After what was really an economic Armageddon from 1982 to 1986 (when the economy contracted for three years in such a magnitude never seen before or after due to the perfect storm of an economic and a political crisis), the unemployment rate has steadily risen up to 2004.

Although a change in the definition in unemployment explains much of the steep drop in 2005, there has been a downward, but not spectacular, trend since 2005 to 2013. But it is rising again.

Compare our unemployment rates since 1980 with Thailand, and see that ours are contained in the 6 to 8 percent band, while our neighbors are in the 1 percent levels, so that theoretically they are full-employment economies. Something is deeply wrong with ours.

Clear program needed
The next government would have to really have a clear idea of our unemployment problem, and a clear program of action, instead of a fuzzy economic agenda.

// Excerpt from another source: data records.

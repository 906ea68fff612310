//! Shared fixtures for integration tests.
//!
//! A mock provider (wiremock) answers REST calls and a scripted connector
//! stands in for the WebSocket transport, so tests drive stream events by
//! hand.

#![allow(dead_code, clippy::unwrap_used, clippy::expect_used)]

use std::sync::Arc;
use std::time::Duration;

use parking_lot::{Mutex, RwLock};
use portfolio_market_data::application::ports::{
    Clock, ConnectRequest, StreamCommand, StreamConnector, StreamLink, SystemClock,
    TransportEvent, TransportEventKind,
};
use portfolio_market_data::{
    ChannelState, Credential, HttpGateway, InMemoryStore, KeyValueStore, MarketDataService,
    ProviderSettings, RateBudget, RateLimiter, TradeTick,
};
use rust_decimal::Decimal;
use serde_json::{Value, json};
use tokio::sync::mpsc;
use tokio_util::sync::CancellationToken;
use wiremock::matchers::{method, path, query_param};
use wiremock::{Mock, MockServer, ResponseTemplate};

pub const WAIT: Duration = Duration::from_secs(2);

// =============================================================================
// Scripted Connector
// =============================================================================

/// One connection attempt captured by [`ScriptedConnector`].
pub struct ScriptedLink {
    pub credential: Credential,
    pub generation: u64,
    events: mpsc::UnboundedSender<TransportEvent>,
    commands: mpsc::UnboundedReceiver<StreamCommand>,
    pub cancel: CancellationToken,
}

impl ScriptedLink {
    /// Report a successful (re)connect.
    pub fn opened(&self) {
        self.emit(TransportEventKind::Opened);
    }

    /// Report a lost connection.
    pub fn closed(&self) {
        self.emit(TransportEventKind::Closed);
    }

    /// Push a batch of trades.
    pub fn trades(&self, trades: &[(&str, Decimal)]) {
        let ticks = trades
            .iter()
            .enumerate()
            .map(|(i, (symbol, price))| TradeTick {
                symbol: (*symbol).to_string(),
                price: *price,
                timestamp: 1_700_000_000_000 + i as i64,
                volume: Decimal::ONE,
            })
            .collect();
        self.emit(TransportEventKind::Trades(ticks));
    }

    fn emit(&self, kind: TransportEventKind) {
        self.events
            .send(TransportEvent {
                generation: self.generation,
                kind,
            })
            .unwrap();
    }

    /// Commands queued on this link so far.
    pub fn drain_commands(&mut self) -> Vec<StreamCommand> {
        let mut commands = Vec::new();
        while let Ok(command) = self.commands.try_recv() {
            commands.push(command);
        }
        commands
    }
}

/// Connector that records every link instead of dialing out.
#[derive(Default)]
pub struct ScriptedConnector {
    links: Mutex<Vec<ScriptedLink>>,
}

impl ScriptedConnector {
    pub fn link_count(&self) -> usize {
        self.links.lock().len()
    }

    /// Run `f` against the most recent link.
    pub fn with_latest<R>(&self, f: impl FnOnce(&mut ScriptedLink) -> R) -> R {
        let mut links = self.links.lock();
        f(links.last_mut().expect("no link opened"))
    }

    /// Run `f` against the link at `index`.
    pub fn with_link<R>(&self, index: usize, f: impl FnOnce(&mut ScriptedLink) -> R) -> R {
        let mut links = self.links.lock();
        f(&mut links[index])
    }
}

impl StreamConnector for ScriptedConnector {
    fn connect(&self, request: ConnectRequest) -> StreamLink {
        let (tx, rx) = mpsc::unbounded_channel();
        let cancel = CancellationToken::new();
        self.links.lock().push(ScriptedLink {
            credential: request.credential,
            generation: request.generation,
            events: request.events,
            commands: rx,
            cancel: cancel.clone(),
        });
        StreamLink::new(tx, cancel)
    }
}

// =============================================================================
// Service Harness
// =============================================================================

pub struct Harness {
    pub server: MockServer,
    pub service: Arc<MarketDataService>,
    pub connector: Arc<ScriptedConnector>,
    pub store: Arc<dyn KeyValueStore>,
    pub cancel: CancellationToken,
}

impl Harness {
    /// Service against a fresh mock provider with an in-memory store.
    pub async fn start() -> Self {
        Self::with_store(Arc::new(InMemoryStore::new())).await
    }

    /// Service against a fresh mock provider with the given store.
    pub async fn with_store(store: Arc<dyn KeyValueStore>) -> Self {
        Self::with_clock(store, Arc::new(SystemClock)).await
    }

    pub async fn with_clock(store: Arc<dyn KeyValueStore>, clock: Arc<dyn Clock>) -> Self {
        let server = MockServer::start().await;
        let settings = ProviderSettings {
            api_url: server.uri(),
            ..ProviderSettings::default()
        };
        let gateway = HttpGateway::new(
            &settings,
            Arc::new(RwLock::new(Credential::default())),
            RateLimiter::new(RateBudget::default()),
        )
        .unwrap();
        let connector = Arc::new(ScriptedConnector::default());
        let service = Arc::new(MarketDataService::new(
            gateway,
            connector.clone(),
            Arc::clone(&store),
            clock,
        ));

        let cancel = CancellationToken::new();
        tokio::spawn({
            let service = Arc::clone(&service);
            let cancel = cancel.clone();
            async move { service.run(cancel).await }
        });

        Self {
            server,
            service,
            connector,
            store,
            cancel,
        }
    }

    /// Answer the validation listing for `token`.
    pub async fn accept_token(&self, token: &str, symbols: &[&str]) {
        let listing: Vec<Value> = symbols.iter().map(|s| json!({ "symbol": s })).collect();
        Mock::given(method("GET"))
            .and(path("/stock/symbol"))
            .and(query_param("token", token))
            .respond_with(ResponseTemplate::new(200).set_body_json(listing))
            .mount(&self.server)
            .await;
    }

    /// Reject `token` with the provider's error object.
    pub async fn reject_token(&self, token: &str) {
        Mock::given(method("GET"))
            .and(path("/stock/symbol"))
            .and(query_param("token", token))
            .respond_with(
                ResponseTemplate::new(401).set_body_json(json!({ "error": "Invalid API key" })),
            )
            .mount(&self.server)
            .await;
    }

    /// Answer quotes for `symbol` with a current price of `price`.
    pub async fn quote(&self, symbol: &str, price: f64) {
        Mock::given(method("GET"))
            .and(path("/quote"))
            .and(query_param("symbol", symbol))
            .respond_with(ResponseTemplate::new(200).set_body_json(json!({
                "c": price,
                "d": 0.5,
                "dp": 0.3,
                "h": price,
                "l": price,
                "o": price,
                "pc": price,
                "t": 1_711_900_000
            })))
            .mount(&self.server)
            .await;
    }

    /// Wait until the channel reaches `state`.
    pub async fn wait_for_channel(&self, state: ChannelState) {
        let mut rx = self.service.channel_state();
        tokio::time::timeout(WAIT, rx.wait_for(|s| *s == state))
            .await
            .expect("channel state timed out")
            .unwrap();
    }
}

impl Drop for Harness {
    fn drop(&mut self) {
        self.cancel.cancel();
    }
}

/// Price sink that forwards every delivery to a channel.
pub fn price_sink() -> (
    portfolio_market_data::PriceCallback,
    mpsc::UnboundedReceiver<Decimal>,
) {
    let (tx, rx) = mpsc::unbounded_channel();
    let callback = portfolio_market_data::PriceCallback::new(move |price| {
        let _ = tx.send(price);
    });
    (callback, rx)
}

/// Next delivered price, failing the test after [`WAIT`].
pub async fn next_price(rx: &mut mpsc::UnboundedReceiver<Decimal>) -> Decimal {
    tokio::time::timeout(WAIT, rx.recv())
        .await
        .expect("no price delivered")
        .expect("sink closed")
}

My studies, though, point to at least five major reasons for our unemployment situation.

High electricity costs. We have the 5th highest electricity cost in the world, and the highest in Asia. This has been the biggest disincentive, not only for foreign investors, but even for local investors, to go into manufacturing for export and local consumption. And manufacturing, except in very rare cases, has been proven to be the biggest employment generator.

Weak infrastructure, which has made logistics for industries expensive in the country. A strong infrastructure (trains for instance to areas outside Metro Manila) would create other viable areas for investment other than metropolitan Manila, whose congestion has created massive traffic congestion (that reduces workers’ productivity) and astronomical property prices.

The coconut industry, a dying industry that has kept at last 2 million Filipinos in poverty, and more and more creating unemployment in provinces which are dominated by it.

A flawed financial system, in which banks are controlled by conglomerates so that these would finance their expansion Credit. As a result to those businesses without such banks, and most especially, entrepreneurs, loans are expensive and scarce.

What has made our country’s unemployment worse is that this government practically has not undertaken any move, or only feeble initiatives, to address these.

Its flagship effort has been the conditional cash-transfer program, a massive dole-out system whose flaw can easily be appreciated if you think of that adage, “Don’t give a hungry man a fish but instead teach him to fish.” Mr. Aquino cannot junk it as it is a massive vote-buying scheme, the only strength he can give his anointed to win in 2016.

From 2010 to this year, the government budget for the CCT will total an astounding P166 billion. Consider that as a 30 percent “equity,” that is, it can mobilize credit of P387 billion. Which means a fund of P553 billion, or half a trillion.

How many 600-MW power plants, highways, and ports for inter-island shipping would that half-a-trillion peso fund build?